The activity of the chabazite zeolite in the Methanol to Olefins (MTO) reaction is tightly connected to the organic intermediates confined in its pores. The intermediates and the pores of near dimensions construct a reciprocal reaction environment for the MTO, known as the hydrocarbon pool (HP) mechanism. The chabazite structure (CHA) stands out in MTO due to the three-dimensional system of large pores connected by small openings, allowing the confinement of the intermediates, allowing small olefins to diffuse in and out. Herein, the organic intermediates in the HP arose as soon as the CHA catalyst was subjected to reaction temperature under a methanol flow.
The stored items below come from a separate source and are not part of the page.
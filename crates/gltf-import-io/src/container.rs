//! Container framing for `.glb` and `.gltf` inputs.
//!
//! A GLB file is a 12-byte header followed by chunks. The first chunk holds
//! the JSON document; every later chunk is a binary payload, assigned to the
//! document's `buffers` in stream order. Text input is the JSON document on
//! its own, with buffers behind URIs.

use std::fs;
use std::path::Path;

use byteorder::{ByteOrder, LittleEndian};
use gltf_import_core::{Buffer, Diagnostics, EntityKind, GltfError, Result};
use log::{debug, warn};

use crate::document::Document;
use crate::loader::{load_uri, BufferLoader, FsLoader};

// ============================================================================
// GLB Binary Format Constants
// ============================================================================

pub const GLB_MAGIC: u32 = 0x46546C67; // "glTF" in little-endian
pub const GLB_VERSION: u32 = 2;
pub const GLB_CHUNK_JSON: u32 = 0x4E4F534A; // "JSON"
pub const GLB_CHUNK_BIN: u32 = 0x004E4942; // "BIN\0"

const GLB_HEADER_LEN: usize = 12;
const CHUNK_HEADER_LEN: usize = 8;

/// Which framing the input used.
#[derive(Debug, Clone, Copy, PartialEq, Eq)]
pub enum ContainerFormat {
    /// Binary `.glb` container.
    Glb { version: u32 },
    /// Plain JSON `.gltf` text.
    Json,
}

/// A parsed document together with the bytes of every buffer it declares.
#[derive(Debug, Clone)]
pub struct Container {
    pub format: ContainerFormat,
    pub document: Document,
    /// One entry per `buffers` element, in order.
    pub buffers: Vec<Buffer>,
}

struct Chunk<'a> {
    offset: usize,
    tag: u32,
    data: &'a [u8],
}

impl Container {
    /// Open a `.glb` or `.gltf` file.
    ///
    /// The format is detected from the magic bytes. External buffers are
    /// resolved relative to the file's directory.
    pub fn open<P: AsRef<Path>>(path: P) -> Result<(Self, Diagnostics)> {
        let path = path.as_ref();
        let data = fs::read(path)?;
        let loader = FsLoader::for_file(path);
        let mut diagnostics = Diagnostics::new();
        let container = Self::from_slice(&data, &loader, &mut diagnostics)?;
        Ok((container, diagnostics))
    }

    /// Parse from in-memory bytes, detecting GLB by its magic.
    pub fn from_slice(data: &[u8], loader: &dyn BufferLoader, diagnostics: &mut Diagnostics) -> Result<Self> {
        if is_glb(data) {
            Self::from_glb(data, loader, diagnostics)
        } else {
            Self::from_json(data, loader, diagnostics)
        }
    }

    /// Parse from GLB binary data.
    pub fn from_glb(data: &[u8], loader: &dyn BufferLoader, diagnostics: &mut Diagnostics) -> Result<Self> {
        if data.len() < GLB_HEADER_LEN {
            return Err(GltfError::InvalidContainer {
                offset: 0,
                reason: "file too small for GLB header".into(),
            });
        }
        let magic = LittleEndian::read_u32(&data[0..4]);
        if magic != GLB_MAGIC {
            return Err(GltfError::InvalidContainer {
                offset: 0,
                reason: "invalid GLB magic".into(),
            });
        }
        let version = LittleEndian::read_u32(&data[4..8]);
        if version != GLB_VERSION {
            warn!("GLB declares version {}, reading as version {}", version, GLB_VERSION);
        }
        let declared = LittleEndian::read_u32(&data[8..12]) as usize;
        if declared != data.len() {
            warn!("GLB header declares {} bytes but {} were read", declared, data.len());
        }

        let chunks = read_chunks(data)?;
        let (json, binary) = match chunks.split_first() {
            Some((first, rest)) if first.tag == GLB_CHUNK_JSON => (first, rest),
            Some(_) => {
                return Err(GltfError::InvalidContainer {
                    offset: GLB_HEADER_LEN,
                    reason: "first chunk is not JSON".into(),
                })
            }
            None => {
                return Err(GltfError::InvalidContainer {
                    offset: GLB_HEADER_LEN,
                    reason: "no JSON chunk".into(),
                })
            }
        };
        debug!("GLB v{}: JSON chunk of {} bytes, {} binary chunks", version, json.data.len(), binary.len());

        let document = Document::from_slice(json.data)?;
        if binary.len() > document.buffers.len() {
            return Err(GltfError::BufferCountMismatch {
                chunks: binary.len(),
                buffers: document.buffers.len(),
            });
        }

        let mut buffers = Vec::with_capacity(document.buffers.len());
        for (i, def) in document.buffers.iter().enumerate() {
            let bytes = if let Some(chunk) = binary.get(i) {
                if chunk.tag != GLB_CHUNK_BIN {
                    diagnostics.degraded(
                        EntityKind::Buffer,
                        Some(i),
                        format!("chunk at byte {} has tag {:#010x} instead of BIN", chunk.offset, chunk.tag),
                    );
                }
                chunk.data.to_vec()
            } else if let Some(uri) = &def.uri {
                load_uri(uri, loader)?
            } else {
                return Err(GltfError::MissingBufferData { buffer: i });
            };
            buffers.push(checked_buffer(i, def.byte_length, bytes, diagnostics));
        }

        Ok(Self {
            format: ContainerFormat::Glb { version },
            document,
            buffers,
        })
    }

    /// Parse from glTF JSON text, loading each buffer through its URI.
    pub fn from_json(data: &[u8], loader: &dyn BufferLoader, diagnostics: &mut Diagnostics) -> Result<Self> {
        let document = Document::from_slice(data)?;

        let mut buffers = Vec::with_capacity(document.buffers.len());
        for (i, def) in document.buffers.iter().enumerate() {
            let uri = def
                .uri
                .as_deref()
                .ok_or(GltfError::MissingBufferData { buffer: i })?;
            let bytes = load_uri(uri, loader)?;
            buffers.push(checked_buffer(i, def.byte_length, bytes, diagnostics));
        }

        Ok(Self {
            format: ContainerFormat::Json,
            document,
            buffers,
        })
    }
}

/// Returns true if `data` starts with the GLB magic.
pub fn is_glb(data: &[u8]) -> bool {
    data.len() >= 4 && LittleEndian::read_u32(&data[0..4]) == GLB_MAGIC
}

fn read_chunks(data: &[u8]) -> Result<Vec<Chunk<'_>>> {
    let mut chunks = Vec::new();
    let mut offset = GLB_HEADER_LEN;

    while offset + CHUNK_HEADER_LEN <= data.len() {
        let length = LittleEndian::read_u32(&data[offset..offset + 4]) as usize;
        let tag = LittleEndian::read_u32(&data[offset + 4..offset + 8]);
        let start = offset + CHUNK_HEADER_LEN;
        let end = start
            .checked_add(length)
            .filter(|&end| end <= data.len())
            .ok_or_else(|| GltfError::InvalidContainer {
                offset,
                reason: format!("chunk of {} bytes extends past end of file", length),
            })?;

        chunks.push(Chunk {
            offset,
            tag,
            data: &data[start..end],
        });
        offset = end;
    }

    if offset < data.len() {
        debug!("Ignoring {} trailing bytes after last GLB chunk", data.len() - offset);
    }
    Ok(chunks)
}

fn checked_buffer(index: usize, byte_length: usize, bytes: Vec<u8>, diagnostics: &mut Diagnostics) -> Buffer {
    let buffer = Buffer::new(index, byte_length, bytes);
    if buffer.is_truncated() {
        diagnostics.degraded(
            EntityKind::Buffer,
            Some(index),
            format!("holds {} of {} declared bytes", buffer.len(), byte_length),
        );
    }
    buffer
}

#[cfg(test)]
mod tests {
    use super::*;
    use crate::loader::EmbeddedOnly;

    fn chunk(tag: u32, payload: &[u8]) -> Vec<u8> {
        let mut out = Vec::new();
        out.extend_from_slice(&(payload.len() as u32).to_le_bytes());
        out.extend_from_slice(&tag.to_le_bytes());
        out.extend_from_slice(payload);
        out
    }

    fn glb(chunks: &[Vec<u8>]) -> Vec<u8> {
        let body: Vec<u8> = chunks.concat();
        let mut out = Vec::new();
        out.extend_from_slice(&GLB_MAGIC.to_le_bytes());
        out.extend_from_slice(&GLB_VERSION.to_le_bytes());
        out.extend_from_slice(&((12 + body.len()) as u32).to_le_bytes());
        out.extend_from_slice(&body);
        out
    }

    #[test]
    fn test_glb_with_bin_chunk() {
        let json = br#"{"buffers":[{"byteLength":4}]}"#;
        let data = glb(&[chunk(GLB_CHUNK_JSON, json), chunk(GLB_CHUNK_BIN, &[1, 2, 3, 4])]);
        let mut diagnostics = Diagnostics::new();
        let container = Container::from_slice(&data, &EmbeddedOnly, &mut diagnostics).unwrap();
        assert_eq!(container.format, ContainerFormat::Glb { version: 2 });
        assert_eq!(container.buffers.len(), 1);
        assert_eq!(container.buffers[0].data(), &[1, 2, 3, 4]);
        assert!(diagnostics.is_empty());
    }

    #[test]
    fn test_too_small() {
        let mut diagnostics = Diagnostics::new();
        let data = b"glTF\x02\x00\x00\x00";
        assert!(matches!(
            Container::from_glb(data, &EmbeddedOnly, &mut diagnostics),
            Err(GltfError::InvalidContainer { offset: 0, .. })
        ));
    }

    #[test]
    fn test_chunk_past_end() {
        let mut data = glb(&[chunk(GLB_CHUNK_JSON, b"{}")]);
        // Claim a longer JSON chunk than is present.
        data[12..16].copy_from_slice(&100u32.to_le_bytes());
        let mut diagnostics = Diagnostics::new();
        assert!(matches!(
            Container::from_slice(&data, &EmbeddedOnly, &mut diagnostics),
            Err(GltfError::InvalidContainer { offset: 12, .. })
        ));
    }

    #[test]
    fn test_first_chunk_must_be_json() {
        let data = glb(&[chunk(GLB_CHUNK_BIN, &[0; 4])]);
        let mut diagnostics = Diagnostics::new();
        assert!(matches!(
            Container::from_slice(&data, &EmbeddedOnly, &mut diagnostics),
            Err(GltfError::InvalidContainer { .. })
        ));
    }

    #[test]
    fn test_more_chunks_than_buffers() {
        let json = br#"{"buffers":[{"byteLength":4}]}"#;
        let data = glb(&[
            chunk(GLB_CHUNK_JSON, json),
            chunk(GLB_CHUNK_BIN, &[0; 4]),
            chunk(GLB_CHUNK_BIN, &[0; 4]),
        ]);
        let mut diagnostics = Diagnostics::new();
        assert!(matches!(
            Container::from_slice(&data, &EmbeddedOnly, &mut diagnostics),
            Err(GltfError::BufferCountMismatch { chunks: 2, buffers: 1 })
        ));
    }

    #[test]
    fn test_buffer_without_chunk_or_uri() {
        let json = br#"{"buffers":[{"byteLength":4},{"byteLength":4}]}"#;
        let data = glb(&[chunk(GLB_CHUNK_JSON, json), chunk(GLB_CHUNK_BIN, &[0; 4])]);
        let mut diagnostics = Diagnostics::new();
        assert!(matches!(
            Container::from_slice(&data, &EmbeddedOnly, &mut diagnostics),
            Err(GltfError::MissingBufferData { buffer: 1 })
        ));
    }

    #[test]
    fn test_unexpected_chunk_tag_is_degraded() {
        let json = br#"{"buffers":[{"byteLength":2}]}"#;
        let data = glb(&[chunk(GLB_CHUNK_JSON, json), chunk(0x1234_5678, &[9, 9])]);
        let mut diagnostics = Diagnostics::new();
        let container = Container::from_slice(&data, &EmbeddedOnly, &mut diagnostics).unwrap();
        assert_eq!(container.buffers[0].data(), &[9, 9]);
        assert_eq!(diagnostics.len(), 1);
    }

    #[test]
    fn test_json_with_data_uri() {
        let json = br#"{"buffers":[{"byteLength":3,"uri":"data:application/octet-stream;base64,AAEC"}]}"#;
        let mut diagnostics = Diagnostics::new();
        let container = Container::from_slice(json, &EmbeddedOnly, &mut diagnostics).unwrap();
        assert_eq!(container.format, ContainerFormat::Json);
        assert_eq!(container.buffers[0].data(), &[0, 1, 2]);
    }

    #[test]
    fn test_short_buffer_is_degraded() {
        let json = br#"{"buffers":[{"byteLength":8,"uri":"data:application/octet-stream;base64,AAEC"}]}"#;
        let mut diagnostics = Diagnostics::new();
        let container = Container::from_slice(json, &EmbeddedOnly, &mut diagnostics).unwrap();
        assert!(container.buffers[0].is_truncated());
        assert_eq!(diagnostics.warning_count(), 1);
    }

    #[test]
    fn test_json_buffer_needs_uri() {
        let json = br#"{"buffers":[{"byteLength":3}]}"#;
        let mut diagnostics = Diagnostics::new();
        assert!(matches!(
            Container::from_slice(json, &EmbeddedOnly, &mut diagnostics),
            Err(GltfError::MissingBufferData { buffer: 0 })
        ));
    }
}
HP was identified to be composed of bridged-ring alkanes (at very low temperatures) and polyaromatics of up to five rings, which grew throughout the reaction, leading to the deactivation of the catalyst. The most active species are the least polymeric. The systematic increase in reaction temperature from 190 to 450 °C revealed a combined change of the zeolite's crystalline structure, which elongates into the c-direction, while olefins are formed. DFT computational simulations confirmed confinement is a spontaneous process forming a hybrid organic-inorganic environment active in the MTO reaction. Other DFT results expanded the understanding of the molecular confinement related to interaction energies with and without system deformation in obtaining geometric parameters beyond the experimental resolution.